Impact Factor 3.517
2018 JCR, Web of Science Group 2019

Frontiers journals are at the top of citation and impact metrics

Technology and Code ARTICLE Provisionally accepted The full-text will be published soon. Notify me

Front. Genet. | doi: 10.3389/fgene.2019.00637

PredPRBA:Prediction of protein-RNA binding affinity using gradient boosted regression trees

 Lei Deng1, Wenyi Yang1 and  Hui Liu2*
  • 1Central South University, China
  • 2Changzhou University, China

Protein-RNA interactions play essential roles in many biological aspects. Quantifying the binding affinity of protein-RNA complexes is helpful to the understanding of protein-RNA recognition mechanism and identification of strong binding partners. Due to experimentally measured protein-RNA binding affinity data available is still limited to date, there is a pressing demand for accurate and reliable computational approaches.In this paper, we propose a computational approach, PredPRBA, which can effectively predict protein-RNA binding affinity using gradient boosted regression trees. We build a dataset of protein-RNA binding affinity that includes 103 protein-RNA complex structures manually collected from related literature. Then, we generate 37 kinds of sequence and structural features and explore the relationship between the features and protein-RNA binding affinity. We find that the binding affinity mainly depends on the structure of RNA molecules. According to the type of RNA associated with proteins composed of the protein-RNA complex, we split the 103 protein-RNA complexes into six categories. For each category, we build a gradient boosted regression tree (GBRT) model based on the generated features. We perform comprehensive evaluation for the proposed method on the binding affinity dataset using leave-one-out cross-validations. We show that PredPRBA achieves correlations ranging from 0.723 to 0.897 among six categories, which is significantly better than other machine learning methods and the pioneer protein-RNA binding affinity predictor SPOT-Seq-RNA. The PredPRBA webserver is freely available at http://PredPRBA.denglab.org.

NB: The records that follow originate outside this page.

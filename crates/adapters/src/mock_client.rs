//! Scripted in-memory ledger client for tests and dry runs
//!
//! Path-find subscriptions follow a configurable [`PathFindBehavior`], either
//! a default one or one set per route. Transaction events are pushed by the
//! test through [`MockLedgerClient::push_transaction`].

use std::collections::HashMap;
use std::sync::atomic::{AtomicBool, AtomicUsize, Ordering};
use std::sync::{Arc, Mutex};

use async_trait::async_trait;
use churn_types::{
	AssetKey, ClientError, ClientResult, LedgerClient, PathFindRequest, PathFindStream,
	PathFindUpdate, TransactionStream,
};
use futures::channel::mpsc;
use futures::{stream, StreamExt};
use serde_json::Value;

/// How a mocked path-find subscription behaves
#[derive(Debug, Clone, PartialEq)]
pub enum PathFindBehavior {
	/// Confirm and never push anything
	KeepAlive,
	/// Confirm, then push one update without alternatives
	Exhaust,
	/// Confirm, push the given updates, then stay open
	Updates(Vec<PathFindUpdate>),
	/// Confirm, then close the stream immediately
	Close,
	/// Reject the subscription
	FailSubscribe,
}

type RouteId = (String, String, AssetKey);

fn route_id(request: &PathFindRequest) -> RouteId {
	(
		request.source.as_str().to_string(),
		request.destination.as_str().to_string(),
		request.amount.key(),
	)
}

/// Decrements the live subscription count when the stream is dropped
struct SubscriptionGuard(Arc<AtomicUsize>);

impl Drop for SubscriptionGuard {
	fn drop(&mut self) {
		self.0.fetch_sub(1, Ordering::SeqCst);
	}
}

/// Mock client with call tracking
#[derive(Debug)]
pub struct MockLedgerClient {
	default_behavior: Mutex<PathFindBehavior>,
	routes: Mutex<HashMap<RouteId, PathFindBehavior>>,
	path_find_calls: AtomicUsize,
	live_path_finds: Arc<AtomicUsize>,
	requests: Mutex<Vec<PathFindRequest>>,
	transaction_sender: mpsc::UnboundedSender<Value>,
	transaction_receiver: Mutex<Option<mpsc::UnboundedReceiver<Value>>>,
	fail_transactions: AtomicBool,
}

impl Default for MockLedgerClient {
	fn default() -> Self {
		Self::new()
	}
}

impl MockLedgerClient {
	/// Create a mock whose subscriptions stay alive
	pub fn new() -> Self {
		Self::with_behavior(PathFindBehavior::KeepAlive)
	}

	/// Create a mock with a default path-find behavior
	pub fn with_behavior(behavior: PathFindBehavior) -> Self {
		let (transaction_sender, transaction_receiver) = mpsc::unbounded();
		Self {
			default_behavior: Mutex::new(behavior),
			routes: Mutex::new(HashMap::new()),
			path_find_calls: AtomicUsize::new(0),
			live_path_finds: Arc::new(AtomicUsize::new(0)),
			requests: Mutex::new(Vec::new()),
			transaction_sender,
			transaction_receiver: Mutex::new(Some(transaction_receiver)),
			fail_transactions: AtomicBool::new(false),
		}
	}

	/// Change the behavior of subscriptions opened from now on
	pub fn set_default_behavior(&self, behavior: PathFindBehavior) {
		*lock(&self.default_behavior) = behavior;
	}

	/// Override the behavior for one route
	pub fn set_route_behavior(&self, request: &PathFindRequest, behavior: PathFindBehavior) {
		lock(&self.routes).insert(route_id(request), behavior);
	}

	/// Make the transaction subscription fail
	pub fn fail_transaction_subscription(&self) {
		self.fail_transactions.store(true, Ordering::SeqCst);
	}

	/// Push an event on the transaction stream
	pub fn push_transaction(&self, event: Value) {
		// The receiver may already be gone; tests then simply observe nothing
		let _ = self.transaction_sender.unbounded_send(event);
	}

	/// End the transaction stream
	pub fn close_transactions(&self) {
		self.transaction_sender.close_channel();
	}

	/// Whether the transaction stream has ended or its subscriber is gone
	pub fn transactions_closed(&self) -> bool {
		self.transaction_sender.is_closed()
	}

	/// Number of path-find subscriptions attempted
	pub fn path_find_calls(&self) -> usize {
		self.path_find_calls.load(Ordering::SeqCst)
	}

	/// Number of path-find streams currently held by callers
	pub fn live_path_finds(&self) -> usize {
		self.live_path_finds.load(Ordering::SeqCst)
	}

	/// Every path-find request received, in order
	pub fn requests(&self) -> Vec<PathFindRequest> {
		lock(&self.requests).clone()
	}

	fn behavior_for(&self, request: &PathFindRequest) -> PathFindBehavior {
		lock(&self.routes)
			.get(&route_id(request))
			.cloned()
			.unwrap_or_else(|| lock(&self.default_behavior).clone())
	}
}

fn lock<T>(mutex: &Mutex<T>) -> std::sync::MutexGuard<'_, T> {
	mutex.lock().unwrap_or_else(|poisoned| poisoned.into_inner())
}

#[async_trait]
impl LedgerClient for MockLedgerClient {
	fn id(&self) -> &str {
		"mock"
	}

	async fn subscribe_path_find(&self, request: &PathFindRequest) -> ClientResult<PathFindStream> {
		self.path_find_calls.fetch_add(1, Ordering::SeqCst);
		lock(&self.requests).push(request.clone());

		let updates: PathFindStream = match self.behavior_for(request) {
			PathFindBehavior::FailSubscribe => {
				return Err(ClientError::Rejected {
					command: "path_find".to_string(),
					reason: "mock rejection".to_string(),
				})
			},
			PathFindBehavior::Close => stream::empty().boxed(),
			PathFindBehavior::KeepAlive => stream::pending().boxed(),
			PathFindBehavior::Exhaust => stream::iter(vec![PathFindUpdate::exhausted()])
				.chain(stream::pending())
				.boxed(),
			PathFindBehavior::Updates(updates) => {
				stream::iter(updates).chain(stream::pending()).boxed()
			},
		};

		self.live_path_finds.fetch_add(1, Ordering::SeqCst);
		let guard = SubscriptionGuard(Arc::clone(&self.live_path_finds));
		Ok(updates
			.map(move |update| {
				let _held = &guard;
				update
			})
			.boxed())
	}

	async fn subscribe_transactions(&self) -> ClientResult<TransactionStream> {
		if self.fail_transactions.load(Ordering::SeqCst) {
			return Err(ClientError::Connection("mock failure".to_string()));
		}
		lock(&self.transaction_receiver)
			.take()
			.map(|receiver| receiver.boxed())
			.ok_or_else(|| ClientError::Rejected {
				command: "subscribe".to_string(),
				reason: "mock transaction stream already taken".to_string(),
			})
	}
}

Keywords: protein-RNA interactions, binding affinity, Gradient Boosted Regression Tree, sequence and structural features, Computational approaches

Received: 03 Apr 2019; Accepted: 18 Jun 2019.

Edited by:

Gajendra P. Raghava, Indraprastha Institute of Information Technology Delhi, India

Reviewed by:

Zhi-Ping Liu, Shandong University, China
Leyi Wei, Tianjin University, China  

Copyright: © 2019 Deng, Yang and Liu. This is an open-access article distributed under the terms of the Creative Commons Attribution License (CC BY). The use, distribution or reproduction in other forums is permitted, provided the original author(s) and the copyright owner(s) are credited and that the original publication in this journal is cited, in accordance with accepted academic practice. No use, distribution or reproduction is permitted which does not comply with these terms.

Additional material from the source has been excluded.